DEV Community

Spencer Shaw for IT Minds

Posted on

Building a Custom Cloud Certificate Authority

Building a Custom Cloud CA

Out on the wild internet, we sometimes want to build ecosystems of mutual trust networks where each entity trusts each other entity.

To do that, one of our best tools is asymmetrical key architecture: public/private key pairs. The only problem is that by its nature, this technique requires some third-party arbiter that both entities have agreed to trust. This entity is called a Certificate Authority (CA), and it manages building, distributing, and revoking the certificates that we use to verify each others’ identities.

If you have ever called the help desk of one of the major SSL companies that function as Certificate Authorities (CAs) for the open web — DigiCert, Let’s Encrypt, GlobalSign, etc. — you know that it can feel slightly less streamlined than trying to order an entire raw salmon at a juice bar.

Certainly, the benefits of working with these widely-used and trusted companies can be worthwhile for many projects, but sometimes you might want to be able to just cut out the bureaucracy and manage your own certification. This solution is particularly appealing for situations where you want to allow secure, encrypted communication between a set of components in a distributed system that you’ve built, of which you control all the nodes.

So let’s say you decide to go it alone. You want to set up your own trust-network.

What Does a CA Do?

A Real CA in Action

There are several perfectly functional tutorials out there for how to use a tool like openSSL to set up the root and intermediate certificates and private keys you’ll use to form your bedrock of your CA’s authority, but having these resources is just the start. You’ll need an application that can actually use them to perform the tasks required by a CA.

First, you’ll need to be able to generate certificates when clients ask for them.

Second, you’ll need to allow administrators to revoke certificates if they are compromised.

Third, you’ll need to allow clients to check the validity of certificates they’ve received from people they wish to communicate securely with (eg. if Kevin sent Joe a Certificate to prove his identity, Joe would want to check with the CA that the certificate was still valid, and not expired or revoked).

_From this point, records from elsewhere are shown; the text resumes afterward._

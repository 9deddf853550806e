// Core Module - Foundational types, errors, config and logging
// Shared by indicators, detectors, state stores and the engine

pub mod config;
pub mod errors;
pub mod logger;
pub mod types;

// Re-export commonly used items for convenience
pub use config::{
    BbwConfig, ConfigError, DedupConfig, EmaConfig, EngineConfig, LoggingConfig, ScannerConfig,
    SmaConfig, WaveTrendConfig, get_config, init_config,
};
pub use errors::{AnalysisError, ProviderError, StoreError};
pub use logger::{setup_from_config, setup_logging};
pub use types::*;
// Bollinger Band Width - basis, sample stdev, normalized width and the
// rolling contraction floor the squeeze detector compares against

use crate::core::errors::AnalysisError;
use crate::indicators::moving_average::{rolling_max, rolling_min, sma};

/// Aligned BBW output arrays. Entries are NaN before `first_valid`
/// (width) and `first_window_valid` (contraction window).
#[derive(Debug, Clone)]
pub struct BandWidthSeries {
    pub basis: Vec<f64>,
    pub stdev: Vec<f64>,
    pub width: Vec<f64>,
    pub lowest_contraction: Vec<f64>,
    pub highest_expansion: Vec<f64>,
    pub first_valid: usize,
    pub first_window_valid: usize,
}

/// Snapshot of the most recent fully-valid index.
#[derive(Debug, Clone, Copy)]
pub struct BandWidthPoint {
    pub index: usize,
    pub width: f64,
    pub lowest_contraction: f64,
    pub highest_expansion: f64,
}

impl BandWidthSeries {
    pub fn len(&self) -> usize {
        self.width.len()
    }

    pub fn is_empty(&self) -> bool {
        self.width.is_empty()
    }

    /// Latest index with both width and contraction window defined.
    pub fn latest(&self) -> Option<BandWidthPoint> {
        let index = self.width.len().checked_sub(1)?;
        let width = self.width[index];
        let lowest = self.lowest_contraction[index];
        let highest = self.highest_expansion[index];
        if width.is_nan() || lowest.is_nan() {
            return None;
        }
        Some(BandWidthPoint {
            index,
            width,
            lowest_contraction: lowest,
            highest_expansion: highest,
        })
    }
}

/// Minimum candle count for a given parameter pair.
pub fn required_candles(length: usize, contraction_length: usize) -> usize {
    length + contraction_length
}

/// Compute BBW arrays over closes.
///
/// width = (2 * multiplier * stdev / basis) * 100, with the stdev taken as
/// the sample deviation (divisor length - 1) of the basis window.
pub fn band_width(
    closes: &[f64],
    length: usize,
    multiplier: f64,
    contraction_length: usize,
) -> Result<BandWidthSeries, AnalysisError> {
    let required = required_candles(length, contraction_length);
    if closes.len() < required {
        return Err(AnalysisError::insufficient(required, closes.len()));
    }

    let basis = sma(closes, length);
    let mut stdev = vec![f64::NAN; closes.len()];
    let mut width = vec![f64::NAN; closes.len()];

    for i in (length - 1)..closes.len() {
        let window = &closes[i + 1 - length..=i];
        let mean = basis[i];
        let var = window.iter().map(|v| (v - mean) * (v - mean)).sum::<f64>()
            / (length as f64 - 1.0);
        let sd = var.sqrt();
        stdev[i] = sd;
        width[i] = (2.0 * multiplier * sd / mean) * 100.0;
    }

    let lowest_contraction = rolling_min(&width, contraction_length);
    let highest_expansion = rolling_max(&width, contraction_length);

    Ok(BandWidthSeries {
        basis,
        stdev,
        width,
        lowest_contraction,
        highest_expansion,
        first_valid: length - 1,
        first_window_valid: length + contraction_length - 2,
    })
}

// ============================================================================
// TESTS
// ============================================================================
impl CandleSeries {
    pub fn new(symbol: impl Into<String>, timeframe: Timeframe, candles: Vec<Candle>) -> Self {
        Self {
            symbol: symbol.into(),
            timeframe,
            candles,
        }
    }

    pub fn len(&self) -> usize {
        self.candles.len()
    }

    pub fn is_empty(&self) -> bool {
        self.candles.is_empty()
    }

    pub fn closes(&self) -> Vec<f64> {
        self.candles.iter().map(|c| c.close).collect()
    }

    /// Most recent candle (possibly still forming).
    pub fn latest(&self) -> Option<&Candle> {
        self.candles.last()
    }

    /// Last closed candle, one behind the latest.
    pub fn penultimate(&self) -> Option<&Candle> {
        if self.candles.len() < 2 {
            return None;
        }
        self.candles.get(self.candles.len() - 2)
    }

    /// Sanity-check the series before any math runs on it: finite positive
    /// closes, high >= low, strictly increasing open times.
    pub fn validate(&self) -> Result<(), AnalysisError> {
        for (i, c) in self.candles.iter().enumerate() {
            if !c.close.is_finite() || c.close <= 0.0 {
                return Err(AnalysisError::InvalidCandle(format!(
                    "{} {}: non-positive close {} at index {}",
                    self.symbol, self.timeframe, c.close, i
                )));
            }
            if !c.high.is_finite() || !c.low.is_finite() || c.high < c.low {
                return Err(AnalysisError::InvalidCandle(format!(
                    "{} {}: high {} below low {} at index {}",
                    self.symbol, self.timeframe, c.high, c.low, i
                )));
            }
            if i > 0 && c.open_time <= self.candles[i - 1].open_time {
                return Err(AnalysisError::InvalidCandle(format!(
                    "{} {}: open_time not increasing at index {}",
                    self.symbol, self.timeframe, i
                )));
            }
        }
        Ok(())
    }
}

// ============================================================================
// SIGNAL EVENTS
// ============================================================================

/// Direction of an oscillator signal.
#[derive(Debug, Clone, Copy, PartialEq, Eq, Serialize, Deserialize)]
pub enum SignalDirection {
    Buy,
    Sell,
}

impl fmt::Display for SignalDirection {
    fn fmt(&self, f: &mut fmt::Formatter<'_>) -> fmt::Result {
        match self {
            SignalDirection::Buy => write!(f, "BUY"),
            SignalDirection::Sell => write!(f, "SELL"),
        }
    }
}

/// Broad market regime derived from the SMA pair.
#[derive(Debug, Clone, Copy, PartialEq, Eq, Serialize, Deserialize)]
pub enum MarketTrend {
    Bullish,
    Bearish,
}

impl fmt::Display for MarketTrend {
    fn fmt(&self, f: &mut fmt::Formatter<'_>) -> fmt::Result {
        write!(f, "{:?}", self)
    }
}

/// Which moving-average family produced a cross or level.
#[derive(Debug, Clone, Copy, PartialEq, Eq, Serialize, Deserialize)]
pub enum MaKind {
    Ema,
    Sma,
}

impl MaKind {
    pub fn as_str(&self) -> &'static str {
        match self {
            MaKind::Ema => "ema",
            MaKind::Sma => "sma",
        }
    }
}

/// The eight signal kinds the detectors can raise.
#[derive(Debug, Clone, Copy, PartialEq, Eq, Hash, Serialize, Deserialize)]
pub enum SignalKind {
    Squeeze,
    GoldenCross,
    DeathCross,
    OversoldCross,
    OverboughtCross,
    SupportProximity,
    ResistanceProximity,
    Ranging,
}
// External Collaborators - contracts the scan engine consumes
// Candle data, the symbol universe, and alert delivery all live behind traits

use async_trait::async_trait;
use tracing::info;

use crate::core::errors::ProviderError;
use crate::core::types::{Alert, CandleSeries, Timeframe};

/// Source of candle data, typically an exchange REST client.
#[async_trait]
pub trait CandleProvider: Send + Sync {
    /// Fetch at least `min_candles` of the most recent candles for the
    /// pair. Providers may return more. The newest candle may still be
    /// forming; detectors decide which index they trust.
    async fn fetch(
        &self,
        symbol: &str,
        timeframe: Timeframe,
        min_candles: usize,
    ) -> Result<CandleSeries, ProviderError>;
}

/// Source of the symbols to scan. Market-cap and volume filtering happens
/// upstream of this contract.
#[async_trait]
pub trait AssetUniverse: Send + Sync {
    async fn symbols(&self) -> Result<Vec<String>, ProviderError>;
}

/// Delivery channel for accepted alerts.
#[async_trait]
pub trait NotificationSender: Send + Sync {
    async fn send(&self, alerts: &[Alert]) -> Result<(), ProviderError>;
}

// ============================================================================
// BUILT-IN IMPLEMENTATIONS
// ============================================================================

/// Fixed symbol list, for tests and single-shot runs.
pub struct StaticUniverse {
    symbols: Vec<String>,
}

impl StaticUniverse {
    pub fn new<S: Into<String>>(symbols: Vec<S>) -> Self {
        Self {
            symbols: symbols.into_iter().map(Into::into).collect(),
        }
    }
}

#[async_trait]
impl AssetUniverse for StaticUniverse {
    async fn symbols(&self) -> Result<Vec<String>, ProviderError> {
        Ok(self.symbols.clone())
    }
}

/// Writes alerts to the log. The fallback sink when no delivery channel
/// is wired up.
pub struct LogNotifier;

#[async_trait]
impl NotificationSender for LogNotifier {
    async fn send(&self, alerts: &[Alert]) -> Result<(), ProviderError> {
        for alert in alerts {
            info!("ALERT {}", alert);
        }
        Ok(())
    }
}

// ============================================================================
// TESTS
// ============================================================================

#[cfg(test)]
mod tests {
    use super::*;

    #[tokio::test]
    async fn test_static_universe_returns_symbols() {
        let universe = StaticUniverse::new(vec!["BTCUSDT", "ETHUSDT"]);
        let symbols = universe.symbols().await.unwrap();
        assert_eq!(symbols, vec!["BTCUSDT".to_string(), "ETHUSDT".to_string()]);
    }

    #[tokio::test]
    async fn test_log_notifier_accepts_empty_batch() {
        assert!(LogNotifier.send(&[]).await.is_ok());
    }
}
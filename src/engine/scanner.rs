// Scan Engine - one cycle fans symbols out to bounded workers and funnels
// candidate signals back through the arbiter to the notifier

use std::fmt;
use std::sync::atomic::{AtomicU64, Ordering};
use std::sync::Arc;
use std::time::{Duration, Instant};

use parking_lot::Mutex;
use tokio::sync::{mpsc, Semaphore};
use tokio::time::timeout;
use tracing::{debug, error, info, warn};

use crate::core::config::{get_config, ScannerConfig};
use crate::core::errors::StoreError;
use crate::core::types::{now_ms, CandleSeries, Timeframe};
use crate::detectors::{
    CipherDetector, CipherDetectorStats, EmaCrossDetector, EmaCrossDetectorStats,
    SmaCrossDetector, SmaCrossDetectorStats, SqueezeDetector, SqueezeDetectorStats,
};
use crate::engine::arbiter::{ArbiterStats, SignalArbiter, SymbolReport};
use crate::engine::providers::{AssetUniverse, CandleProvider, NotificationSender};
use crate::indicators::{bollinger, moving_average, wavetrend};

/// Candles fetched for the WaveTrend chain. Well past the oscillator's
/// minimum so the EMA warmup transient has decayed.
const CIPHER_CANDLES: usize = 100;

/// All four detectors behind one handle. Evaluation is synchronous and
/// short; workers lock only around the call.
struct DetectorSet {
    squeeze: Mutex<SqueezeDetector>,
    cipher: Mutex<CipherDetector>,
    ema: Mutex<EmaCrossDetector>,
    sma: Mutex<SmaCrossDetector>,
}

impl DetectorSet {
    fn from_config(config: &ScannerConfig) -> Self {
        Self {
            squeeze: Mutex::new(SqueezeDetector::new(
                config.bbw.tolerance,
                config.bbw.separation_threshold,
            )),
            cipher: Mutex::new(CipherDetector::new()),
            ema: Mutex::new(EmaCrossDetector::new(
                config.ema.fast_period,
                config.ema.slow_period,
                config.ema.zone_pct,
                config.ema.rearm_pct,
            )),
            sma: Mutex::new(SmaCrossDetector::new(
                config.sma.fast_period,
                config.sma.slow_period,
                config.sma.ranging_pct,
                config.sma.proximity_pct,
            )),
        }
    }
}

/// Orchestrates scan cycles: universe -> bounded parallel symbol scans ->
/// arbiter -> notifier. Symbol failures and timeouts stay isolated; a bad
/// symbol costs its own signals, never the cycle.
pub struct ScanEngine {
    config: Arc<ScannerConfig>,
    provider: Arc<dyn CandleProvider>,
    universe: Arc<dyn AssetUniverse>,
    notifier: Arc<dyn NotificationSender>,
    detectors: Arc<DetectorSet>,
    arbiter: Arc<tokio::sync::Mutex<SignalArbiter>>,
    cycles_run: AtomicU64,
}

impl ScanEngine {
    pub fn new(
        config: ScannerConfig,
        provider: Arc<dyn CandleProvider>,
        universe: Arc<dyn AssetUniverse>,
        notifier: Arc<dyn NotificationSender>,
    ) -> Result<Self, StoreError> {
        let arbiter = SignalArbiter::new(&config)?;
        let detectors = DetectorSet::from_config(&config);
        Ok(Self {
            config: Arc::new(config),
            provider,
            universe,
            notifier,
            detectors: Arc::new(detectors),
            arbiter: Arc::new(tokio::sync::Mutex::new(arbiter)),
            cycles_run: AtomicU64::new(0),
        })
    }

    /// Build against the process-wide config.
    pub fn with_defaults(
        provider: Arc<dyn CandleProvider>,
        universe: Arc<dyn AssetUniverse>,
        notifier: Arc<dyn NotificationSender>,
    ) -> Result<Self, StoreError> {
        Self::new(get_config().clone(), provider, universe, notifier)
    }

    /// Run one full scan cycle and deliver whatever it produced.
    pub async fn run_cycle(&self) -> CycleReport {
        let started = Instant::now();
        let cycle = self.cycles_run.fetch_add(1, Ordering::Relaxed) + 1;

        let symbols = match self.universe.symbols().await {
            Ok(symbols) => symbols,
            Err(e) => {
                error!("cycle {}: universe unavailable: {}", cycle, e);
                return CycleReport::empty(started.elapsed());
            }
        };
        info!("cycle {}: scanning {} symbols", cycle, symbols.len());

        let (tx, mut rx) = mpsc::channel::<SymbolReport>(self.config.engine.channel_capacity);
        let semaphore = Arc::new(Semaphore::new(self.config.engine.max_concurrent_symbols));
        let per_symbol = Duration::from_secs(self.config.engine.symbol_timeout_secs);

        let mut handles = Vec::with_capacity(symbols.len());
        for symbol in &symbols {
            let symbol = symbol.clone();
            let tx = tx.clone();
            let semaphore = semaphore.clone();
            let config = self.config.clone();
            let provider = self.provider.clone();
            let detectors = self.detectors.clone();

            handles.push(tokio::spawn(async move {
                let _permit = match semaphore.acquire_owned().await {
                    Ok(permit) => permit,
                    Err(_) => return,
                };
                let report = match timeout(
                    per_symbol,
                    scan_symbol(symbol.clone(), config, provider, detectors),
                )
                .await
                {
                    Ok(report) => report,
                    Err(_) => {
                        warn!("symbol {} timed out after {:?}", symbol, per_symbol);
                        SymbolReport::timed_out(symbol)
                    }
                };
                let _ = tx.send(report).await;
            }));
        }
        drop(tx);

        let now = now_ms();
        let mut alerts = Vec::new();
        let mut symbols_reported = 0usize;
        let mut symbols_timed_out = 0usize;
        let mut candidates = 0usize;
        {
            let mut arbiter = self.arbiter.lock().await;
            while let Some(report) = rx.recv().await {
                symbols_reported += 1;
                if report.timed_out {
                    symbols_timed_out += 1;
                }
                candidates += report.candidates.len();
                alerts.extend(arbiter.process_report(report, now));
            }
        }
        for handle in handles {
            if handle.await.is_err() {
                warn!("cycle {}: a symbol worker panicked", cycle);
            }
        }

        let alerts_sent = if alerts.is_empty() {
            0
        } else {
            match self.notifier.send(&alerts).await {
                Ok(()) => alerts.len(),
                Err(e) => {
                    error!("cycle {}: notification delivery failed: {}", cycle, e);
                    0
                }
            }
        };

        let cleaned_records = self.arbiter.lock().await.cleanup(now);

        let report = CycleReport {
            symbols_total: symbols.len(),
            symbols_reported,
            symbols_timed_out,
            candidates,
            alerts_sent,
            cleaned_records,
            elapsed: started.elapsed(),
        };
        info!("cycle {}: {}", cycle, report);
        report
    }

    pub async fn get_stats(&self) -> EngineStats {
        EngineStats {
            cycles_run: self.cycles_run.load(Ordering::Relaxed),
            squeeze: self.detectors.squeeze.lock().get_stats(),
            cipher: self.detectors.cipher.lock().get_stats(),
            ema: self.detectors.ema.lock().get_stats(),
            sma: self.detectors.sma.lock().get_stats(),
            arbiter: self.arbiter.lock().await.get_stats(),
        }
    }
}

/// Fetch, validate, and run every configured detector for one symbol.
/// Each fetch failure is logged and counted; the rest of the scan goes on.
async fn scan_symbol(
    symbol: String,
    config: Arc<ScannerConfig>,
    provider: Arc<dyn CandleProvider>,
    detectors: Arc<DetectorSet>,
) -> SymbolReport {
    let mut report = SymbolReport::new(symbol.clone());

    let bbw_needed =
        bollinger::required_candles(config.bbw.length, config.bbw.contraction_length) + 10;
    for tf in &config.bbw.timeframes {
        let series = match fetch_series(&provider, &symbol, *tf, bbw_needed, &mut report).await {
            Some(series) => series,
            None => continue,
        };
        match bollinger::band_width(
            &series.closes(),
            config.bbw.length,
            config.bbw.multiplier,
            config.bbw.contraction_length,
        ) {
            Ok(bands) => {
                if let Some(event) = detectors.squeeze.lock().evaluate(&series, &bands) {
                    report.candidates.push(event);
                }
            }
            Err(e) => debug!("bbw skipped for {} {}: {}", symbol, tf, e),
        }
    }

    let short_tf = config.wavetrend.short_timeframe;
    if let Some(series) =
        fetch_series(&provider, &symbol, short_tf, CIPHER_CANDLES, &mut report).await
    {
        match wavetrend::wavetrend(&series.candles) {
            Ok(wt) => {
                if let Some(event) = detectors.cipher.lock().evaluate(&series, &wt) {
                    report.candidates.push(event);
                }
            }
            Err(e) => debug!("wavetrend skipped for {} {}: {}", symbol, short_tf, e),
        }
    }

    let long_tf = config.wavetrend.long_timeframe;
    if let Some(series) =
        fetch_series(&provider, &symbol, long_tf, CIPHER_CANDLES, &mut report).await
    {
        match wavetrend::wavetrend(&series.candles) {
            Ok(wt) => {
                // Long-timeframe readings only feed confirmation, they are
                // not alert candidates themselves
                if let Some(event) = detectors.cipher.lock().evaluate(&series, &wt) {
                    report.cipher_long = event.direction().map(|d| (d, event.signal_time));
                }
            }
            Err(e) => debug!("wavetrend skipped for {} {}: {}", symbol, long_tf, e),
        }
    }

    let ema_tf = config.ema.timeframe;
    let ema_needed = config.ema.slow_period + 100;
    if let Some(series) = fetch_series(&provider, &symbol, ema_tf, ema_needed, &mut report).await {
        let closes = series.closes();
        let fast = moving_average::ema_sma_seeded(&closes, config.ema.fast_period);
        let slow = moving_average::ema_sma_seeded(&closes, config.ema.slow_period);
        report
            .candidates
            .extend(detectors.ema.lock().evaluate(&series, &fast, &slow));
    }

    let sma_tf = config.sma.timeframe;
    let sma_needed = config.sma.slow_period + 50;
    if let Some(series) = fetch_series(&provider, &symbol, sma_tf, sma_needed, &mut report).await {
        let closes = series.closes();
        let fast = moving_average::sma(&closes, config.sma.fast_period);
        let slow = moving_average::sma(&closes, config.sma.slow_period);
        if let Some(event) = detectors.sma.lock().evaluate(&series, &fast, &slow) {
            report.candidates.push(event);
        }
    }

    report
}

async fn fetch_series(
    provider: &Arc<dyn CandleProvider>,
    symbol: &str,
    timeframe: Timeframe,
    min_candles: usize,
    report: &mut SymbolReport,
) -> Option<CandleSeries> {
    match provider.fetch(symbol, timeframe, min_candles).await {
        Ok(series) => match series.validate() {
            Ok(()) => Some(series),
            Err(e) => {
                warn!("invalid candles for {} {}: {}", symbol, timeframe, e);
                report.fetch_failures += 1;
                None
            }
        },
        Err(e) => {
            warn!("fetch failed for {} {}: {}", symbol, timeframe, e);
            report.fetch_failures += 1;
            None
        }
    }
}

/// Outcome of one scan cycle.
#[derive(Debug, Clone)]
pub struct CycleReport {
    pub symbols_total: usize,
    pub symbols_reported: usize,
    pub symbols_timed_out: usize,
    pub candidates: usize,
    pub alerts_sent: usize,
    pub cleaned_records: usize,
    pub elapsed: Duration,
}

impl CycleReport {
    fn empty(elapsed: Duration) -> Self {
        Self {
            symbols_total: 0,
            symbols_reported: 0,
            symbols_timed_out: 0,
            candidates: 0,
            alerts_sent: 0,
            cleaned_records: 0,
            elapsed,
        }
    }
}

impl fmt::Display for CycleReport {
    fn fmt(&self, f: &mut fmt::Formatter<'_>) -> fmt::Result {
        write!(
            f,
            "{}/{} symbols in {:?} ({} timed out), {} candidates -> {} alerts, {} records cleaned",
            self.symbols_reported,
            self.symbols_total,
            self.elapsed,
            self.symbols_timed_out,
            self.candidates,
            self.alerts_sent,
            self.cleaned_records
        )
    }
}

/// Counters from every layer of the engine, for periodic stats logging.
#[derive(Debug, Clone)]
pub struct EngineStats {
    pub cycles_run: u64,
    pub squeeze: SqueezeDetectorStats,
    pub cipher: CipherDetectorStats,
    pub ema: EmaCrossDetectorStats,
    pub sma: SmaCrossDetectorStats,
    pub arbiter: ArbiterStats,
}

impl fmt::Display for EngineStats {
    fn fmt(&self, f: &mut fmt::Formatter<'_>) -> fmt::Result {
        writeln!(f, "Engine(cycles={})", self.cycles_run)?;
        writeln!(f, "  {}", self.squeeze)?;
        writeln!(f, "  {}", self.cipher)?;
        writeln!(f, "  {}", self.ema)?;
        writeln!(f, "  {}", self.sma)?;
        write!(f, "  {}", self.arbiter)
    }
}

// ============================================================================
// TESTS
// ============================================================================
//! Telemetry configuration.

use serde::{Deserialize, Serialize};
use validator::Validate;

/// Observability configuration.
#[derive(Debug, Serialize, Deserialize, Validate, Clone)]
pub struct TelemetryConfig {
    /// Default log filter when `RUST_LOG` is unset.
    #[serde(default = "default_log_level")]
    pub log_level: String,
}

fn default_log_level() -> String {
    "info".into()
}

impl Default for TelemetryConfig {
    fn default() -> Self {
        Self {
            log_level: default_log_level(),
        }
    }
}
//! Capture error types.

use thiserror::Error;

/// Errors from the live capture subsystem. All of these are terminal for
/// the event stream: opening failures abort startup, loop failures signal
/// stream death to the controller.
#[derive(Debug, Error)]
pub enum CaptureError {
    #[error("capture device '{0}' not found")]
    DeviceNotFound(String),

    #[error("pcap error: {0}")]
    Pcap(#[from] pcap::Error),
}
//! Engine error type.

use thiserror::Error;

use portvakt_capture::CaptureError;
use portvakt_config::ConfigError;
use portvakt_core::EventError;
use portvakt_firewall::FirewallError;
use portvakt_store::StoreError;

use crate::controller::ControllerState;

#[derive(Debug, Error)]
pub enum EngineError {
    #[error("controller cannot {operation} while {state:?}")]
    InvalidState {
        operation: &'static str,
        state: ControllerState,
    },

    #[error("configuration error: {0}")]
    Config(#[from] ConfigError),

    #[error("firewall error: {0}")]
    Firewall(#[from] FirewallError),

    #[error("store error: {0}")]
    Store(#[from] StoreError),

    #[error("capture error: {0}")]
    Capture(#[from] CaptureError),

    #[error("event bus error: {0}")]
    Event(#[from] EventError),

    #[error("task error: {0}")]
    Task(String),
}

Note that this happens in one of two protocols: CRL or OCSP. CRLs (Certificate Revocation Lists) are simply a list of all the certificates that have been revoked by the CA, which the client can request, cache, and scan themselves to check that a given certificate is not on the list. OCSP (Online Certificate Status Protocol) is a more modern and lightweight (but not universally supported) way to check a certificate’s validity: the client simply bundles the relevant certificate into an OCSP request, and the CA will respond in real-time with the status of the certificate.

And last, you’ll need to be able to verify the identity of clients and administrators. In this implementation, we use a username/password system that clients use when asking for a certificate, and which administrators use when revoking certificates.

How Do I Build My CA?

So we want to build a CA ourselves that can do this. And let’s say we want to make it cloud-based, using Amazon Web Services.

With just a small suite of Lambda functions written in python and using pyOpenSSL, we can build application logic for each of the features listed above, as well as some background administrative functions that hold it all together.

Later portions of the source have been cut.